→ DESCRIPTION OF THE TASK: Search the data below for "Result"; list each line that holds it.

******************************

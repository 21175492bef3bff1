//! PBKDF2 password hashing with self-describing hash records
//!
//! A hashed password is stored as a single portable string that carries the
//! derived key together with every parameter used to produce it:
//!
//! ```text
//! <key hex>:<salt>:<iterations>:<length>:<digest>
//! ```
//!
//! Verification decodes the record, re-derives the key with the embedded
//! parameters, and compares the re-encoded record against the input, so no
//! configuration has to be stored alongside the hash. Salt generation and
//! key derivation run on the blocking pool and are awaited; calls are
//! stateless and can run concurrently without coordination.
//!
//! ```
//! # #[tokio::main(flavor = "current_thread")]
//! # async fn main() -> pwkdf::Result<()> {
//! use pwkdf::PasswordHasher;
//!
//! let hasher = PasswordHasher::new()
//!     .with_salt("test")
//!     .with_iterations(10_000)
//!     .with_length(32)
//!     .with_digest("sha1");
//!
//! let record = hasher.hash("hola").await?;
//! assert_eq!(
//!     record,
//!     "3bc3ff808fecfa016e9b62580012ecb9137be9fd8c4cbdecb3cd454e741c6b80:test:10000:32:sha1"
//! );
//! assert!(hasher.verify("hola", &record).await?);
//! # Ok(())
//! # }
//! ```

#![forbid(unsafe_code)]

pub mod digest;
pub mod entropy;
pub mod error;
pub mod hasher;
pub mod kdf;
pub mod record;

pub use digest::Digest;
pub use entropy::{generate_salt, DEFAULT_SALT_LENGTH};
pub use error::{HashError, Result};
pub use hasher::{
    hash_password, verify_password, PasswordHasher, DEFAULT_DIGEST, DEFAULT_ITERATIONS,
    DEFAULT_KEY_LENGTH, MIN_ITERATIONS, MIN_KEY_LENGTH,
};
pub use record::{HashRecord, DEFAULT_SEPARATOR};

******************************

→ TASK ANSWER:
//! # async fn main() -> pwkdf::Result<()> {
pub use error::{HashError, Result};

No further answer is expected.